[Your objective] When the line containing "pub const PREFIX: &str" is reached, include it and end there; set down verbatim every line before it, starting at the top of the records.
-.-.-
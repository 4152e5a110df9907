//! Exporter self-metrics: atomic counters describing the collection engine.
//!
//! Shared as `Arc<ExporterMetrics>` between the collector and the HTTP layer,
//! rendered by hand after the collected metrics on every scrape.

use std::fmt::Write;
use std::sync::atomic::{AtomicU64, Ordering};

pub const PREFIX: &str = "tenant_sql_exporter";

#[derive(Default)]
pub struct ExporterMetrics {
    // ─── Scrapes ─────────────────────────────────────────────────────────
    pub scrapes_total: AtomicU64,
    pub last_scrape_duration_ms: AtomicU64,

    // ─── Tenants ─────────────────────────────────────────────────────────
    pub tenants_configured: AtomicU64,
    pub tenants_ready: AtomicU64,

    // ─── Per (metric, tenant) outcomes ───────────────────────────────────
    pub query_errors: AtomicU64,
    pub config_skips: AtomicU64,
    /// Metric collections that hit the timeout before every tenant answered.
    pub timeouts: AtomicU64,
    /// Tenant results delivered after their metric's collection had finished.
    pub late_results: AtomicU64,
}

impl ExporterMetrics {
    pub fn new() -> Self {
        Self::default()
    }

    #[inline]
    pub fn inc(counter: &AtomicU64) -> u64 {
        counter.fetch_add(1, Ordering::Relaxed)
    }

    #[inline]
    pub fn set(gauge: &AtomicU64, value: u64) {
        gauge.store(value, Ordering::Relaxed);
    }

    /// Append Prometheus text for every self-metric to `out`.
    pub fn render(&self, out: &mut String) {
        let rows: [(&str, &str, &str, &AtomicU64); 8] = [
            ("scrapes_total", "counter", "Scrapes served.", &self.scrapes_total),
            (
                "last_scrape_duration_milliseconds",
                "gauge",
                "Duration of the most recent collection cycle.",
                &self.last_scrape_duration_ms,
            ),
            ("tenants_configured", "gauge", "Tenants present in configuration.", &self.tenants_configured),
            ("tenants_ready", "gauge", "Tenants that passed provisioning.", &self.tenants_ready),
            ("query_errors_total", "counter", "Tenant queries that failed or returned unusable rows.", &self.query_errors),
            ("config_skips_total", "counter", "Metric/tenant pairs skipped for configuration problems.", &self.config_skips),
            ("timeouts_total", "counter", "Metric collections cut short by the timeout.", &self.timeouts),
            ("late_results_total", "counter", "Tenant results discarded because they arrived after the timeout.", &self.late_results),
        ];

        for (name, kind, help, value) in rows {
            let _ = writeln!(out, "# HELP {PREFIX}_{name} {help}");
            let _ = writeln!(out, "# TYPE {PREFIX}_{name} {kind}");
            let _ = writeln!(out, "{PREFIX}_{name} {}", value.load(Ordering::Relaxed));
        }
    }
}

#[cfg(test)]
mod tests {
    use super::*;

    #[test]
    fn inc_returns_previous_value() {
        let m = ExporterMetrics::new();
        assert_eq!(ExporterMetrics::inc(&m.late_results), 0);
        assert_eq!(ExporterMetrics::inc(&m.late_results), 1);
        assert_eq!(m.late_results.load(Ordering::Relaxed), 2);
    }

    #[test]
    fn render_lists_every_counter() {
        let m = ExporterMetrics::new();
        ExporterMetrics::set(&m.tenants_ready, 3);
        ExporterMetrics::inc(&m.timeouts);

        let mut out = String::new();
        m.render(&mut out);
        assert!(out.contains("# TYPE tenant_sql_exporter_late_results_total counter\n"));
        assert!(out.contains("tenant_sql_exporter_tenants_ready 3\n"));
        assert!(out.contains("tenant_sql_exporter_timeouts_total 1\n"));
        assert_eq!(out.lines().filter(|l| l.starts_with("# HELP")).count(), 8);
    }
}
//! Result normalization: tabular rows into labeled numeric observations.
//!
//! Column 0 is the value; columns 1..n become labels named after the column.
//! Every observation starts with the `tenant` and `usage` labels. A result is
//! accepted whole or not at all: one NULL or one unparsable value discards
//! every row.

use std::collections::HashSet;

use crate::error::QueryError;
use crate::model::Observation;
use crate::query::{ColumnClass, QueryResult};
use crate::tenant::Tenant;

pub const TENANT_LABEL: &str = "tenant";
pub const USAGE_LABEL: &str = "usage";

/// Run `statement` on the tenant and normalize the result.
pub async fn evaluate(tenant: &Tenant, statement: &str) -> Result<Vec<Observation>, QueryError> {
    let result = tenant.executor.query(statement).await?;
    normalize(&tenant.name, &tenant.usage, &result)
}

/// Turn one tenant's result into observations.
pub fn normalize(
    tenant_name: &str,
    usage: &str,
    result: &QueryResult,
) -> Result<Vec<Observation>, QueryError> {
    let first = result.columns.first().ok_or(QueryError::NoColumns)?;
    match first.class() {
        ColumnClass::Numeric => {}
        class => {
            return Err(QueryError::FirstColumnNotNumeric {
                column: first.name.clone(),
                class,
            });
        }
    }

    let label_names: Vec<String> = result.columns[1..]
        .iter()
        .map(|c| label_name(&c.name))
        .collect();
    let mut seen = HashSet::from([TENANT_LABEL, USAGE_LABEL]);
    for name in &label_names {
        if !seen.insert(name.as_str()) {
            return Err(QueryError::DuplicateLabel { label: name.clone() });
        }
    }
    let tenant_value = tenant_name.to_lowercase();
    let usage_value = usage.to_lowercase();

    let mut observations = Vec::with_capacity(result.rows.len());
    for (row_idx, row) in result.rows.iter().enumerate() {
        let mut cells = Vec::with_capacity(row.len());
        for (col_idx, cell) in row.iter().enumerate() {
            let Some(cell) = cell else {
                let column = result
                    .columns
                    .get(col_idx)
                    .map(|c| c.name.clone())
                    .unwrap_or_else(|| format!("#{col_idx}"));
                return Err(QueryError::NullValue { row: row_idx, column });
            };
            cells.push(cell.as_str());
        }

        let Some((raw_value, label_cells)) = cells.split_first() else {
            return Err(QueryError::Protocol(format!("row {row_idx} has no cells")));
        };
        let value = raw_value
            .parse::<f64>()
            .map_err(|_| QueryError::InvalidFloat {
                value: raw_value.to_string(),
            })?;

        let mut labels = Vec::with_capacity(2 + label_names.len());
        let mut label_values = Vec::with_capacity(2 + label_names.len());
        labels.push(TENANT_LABEL.to_string());
        label_values.push(tenant_value.clone());
        labels.push(USAGE_LABEL.to_string());
        label_values.push(usage_value.clone());

        for (name, raw) in label_names.iter().zip(label_cells) {
            labels.push(name.clone());
            label_values.push(normalize_label_value(raw));
        }

        observations.push(Observation {
            value,
            labels,
            label_values,
        });
    }

    Ok(observations)
}

/// Lower-cased column name with every character outside `[a-z0-9_]`
/// replaced by `_`; a leading digit gets a `_` prefix.
pub fn label_name(column: &str) -> String {
    let mut out: String = column
        .to_lowercase()
        .chars()
        .map(|c| if c.is_ascii_alphanumeric() || c == '_' { c } else { '_' })
        .collect();
    if out.is_empty() || out.starts_with(|c: char| c.is_ascii_digit()) {
        out.insert(0, '_');
    }
    out
}

/// Lower-case and join whitespace-separated words with `_`.
/// `"Data Center"` → `"data_center"`; idempotent.
pub fn normalize_label_value(raw: &str) -> String {
    raw.split_whitespace()
        .collect::<Vec<_>>()
        .join("_")
        .to_lowercase()
}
-.-.-
[Task answer]
repository 4152e5a110df9907
//! Exporter self-metrics: atomic counters describing the collection engine.
//!
//! Shared as `Arc<ExporterMetrics>` between the collector and the HTTP layer,
//! rendered by hand after the collected metrics on every scrape.

use std::fmt::Write;
use std::sync::atomic::{AtomicU64, Ordering};

pub const PREFIX: &str = "tenant_sql_exporter";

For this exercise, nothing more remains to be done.